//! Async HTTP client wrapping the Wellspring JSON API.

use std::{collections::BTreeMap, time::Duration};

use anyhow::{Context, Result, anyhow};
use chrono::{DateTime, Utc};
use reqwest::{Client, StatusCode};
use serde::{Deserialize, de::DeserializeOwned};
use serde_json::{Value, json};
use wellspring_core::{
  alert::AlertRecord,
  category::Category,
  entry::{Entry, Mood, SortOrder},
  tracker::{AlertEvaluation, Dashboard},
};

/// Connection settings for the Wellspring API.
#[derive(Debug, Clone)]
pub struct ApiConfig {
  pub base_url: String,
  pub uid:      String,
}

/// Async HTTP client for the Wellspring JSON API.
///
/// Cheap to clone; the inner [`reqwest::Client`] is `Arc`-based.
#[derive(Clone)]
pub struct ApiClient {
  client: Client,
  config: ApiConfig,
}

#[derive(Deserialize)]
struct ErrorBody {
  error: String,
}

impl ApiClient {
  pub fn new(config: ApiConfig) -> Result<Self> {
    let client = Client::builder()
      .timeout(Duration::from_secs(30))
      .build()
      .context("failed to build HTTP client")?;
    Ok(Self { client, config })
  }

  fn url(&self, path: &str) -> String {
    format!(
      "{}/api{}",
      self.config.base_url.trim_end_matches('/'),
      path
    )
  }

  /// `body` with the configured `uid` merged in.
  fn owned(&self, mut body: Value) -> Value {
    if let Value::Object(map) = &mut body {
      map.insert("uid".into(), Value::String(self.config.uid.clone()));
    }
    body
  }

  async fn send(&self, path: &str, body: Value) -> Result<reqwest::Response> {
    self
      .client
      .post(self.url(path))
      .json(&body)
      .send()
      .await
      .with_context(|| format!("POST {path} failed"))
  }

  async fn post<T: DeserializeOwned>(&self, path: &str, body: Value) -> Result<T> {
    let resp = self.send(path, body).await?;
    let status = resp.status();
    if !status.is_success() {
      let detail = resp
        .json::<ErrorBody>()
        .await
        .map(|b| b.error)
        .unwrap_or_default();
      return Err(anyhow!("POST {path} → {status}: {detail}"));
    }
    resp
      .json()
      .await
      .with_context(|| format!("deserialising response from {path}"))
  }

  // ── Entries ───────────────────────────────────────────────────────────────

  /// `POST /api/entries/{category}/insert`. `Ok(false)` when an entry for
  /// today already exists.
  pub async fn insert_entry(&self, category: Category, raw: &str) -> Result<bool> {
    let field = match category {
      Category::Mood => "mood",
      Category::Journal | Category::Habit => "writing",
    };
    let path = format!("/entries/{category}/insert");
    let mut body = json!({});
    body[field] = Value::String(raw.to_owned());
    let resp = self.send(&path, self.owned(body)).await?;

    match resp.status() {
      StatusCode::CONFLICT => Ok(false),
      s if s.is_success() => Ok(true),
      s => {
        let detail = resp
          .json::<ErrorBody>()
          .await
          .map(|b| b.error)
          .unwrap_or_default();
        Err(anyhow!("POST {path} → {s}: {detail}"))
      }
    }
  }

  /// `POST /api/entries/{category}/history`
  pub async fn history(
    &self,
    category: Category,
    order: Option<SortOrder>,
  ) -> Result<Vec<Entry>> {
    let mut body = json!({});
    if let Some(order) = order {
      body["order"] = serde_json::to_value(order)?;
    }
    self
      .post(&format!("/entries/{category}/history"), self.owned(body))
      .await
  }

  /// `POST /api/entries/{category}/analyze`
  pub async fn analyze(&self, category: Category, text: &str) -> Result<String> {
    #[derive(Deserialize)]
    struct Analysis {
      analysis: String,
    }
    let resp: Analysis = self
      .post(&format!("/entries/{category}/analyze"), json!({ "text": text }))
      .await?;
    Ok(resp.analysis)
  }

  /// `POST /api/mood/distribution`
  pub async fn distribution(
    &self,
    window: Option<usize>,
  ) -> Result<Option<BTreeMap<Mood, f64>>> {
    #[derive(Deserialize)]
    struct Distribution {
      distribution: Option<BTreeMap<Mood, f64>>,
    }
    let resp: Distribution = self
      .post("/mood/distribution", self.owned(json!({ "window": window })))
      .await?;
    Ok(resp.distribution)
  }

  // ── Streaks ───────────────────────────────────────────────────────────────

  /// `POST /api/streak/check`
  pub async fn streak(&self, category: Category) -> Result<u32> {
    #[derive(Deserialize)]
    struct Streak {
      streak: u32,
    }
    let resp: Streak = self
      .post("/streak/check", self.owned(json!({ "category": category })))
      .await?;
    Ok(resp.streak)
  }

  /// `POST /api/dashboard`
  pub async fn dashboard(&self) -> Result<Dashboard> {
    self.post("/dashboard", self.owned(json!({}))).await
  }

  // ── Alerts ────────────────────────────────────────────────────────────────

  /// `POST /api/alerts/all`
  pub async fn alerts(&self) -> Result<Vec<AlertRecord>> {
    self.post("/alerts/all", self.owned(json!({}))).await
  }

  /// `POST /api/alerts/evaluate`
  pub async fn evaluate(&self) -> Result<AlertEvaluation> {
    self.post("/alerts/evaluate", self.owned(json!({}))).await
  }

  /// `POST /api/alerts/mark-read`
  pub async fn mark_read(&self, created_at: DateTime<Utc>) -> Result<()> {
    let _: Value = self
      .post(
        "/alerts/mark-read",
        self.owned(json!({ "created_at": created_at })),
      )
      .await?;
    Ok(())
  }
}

• Task directions
Would you return each line of the material above, unchanged, from the first one through the line where "pub struct ApiConfig" appears?

• Expected answer
//! Async HTTP client wrapping the Wellspring JSON API.

use std::{collections::BTreeMap, time::Duration};

use anyhow::{Context, Result, anyhow};
use chrono::{DateTime, Utc};
use reqwest::{Client, StatusCode};
use serde::{Deserialize, de::DeserializeOwned};
use serde_json::{Value, json};
use wellspring_core::{
  alert::AlertRecord,
  category::Category,
  entry::{Entry, Mood, SortOrder},
  tracker::{AlertEvaluation, Dashboard},
};

/// Connection settings for the Wellspring API.
#[derive(Debug, Clone)]
pub struct ApiConfig {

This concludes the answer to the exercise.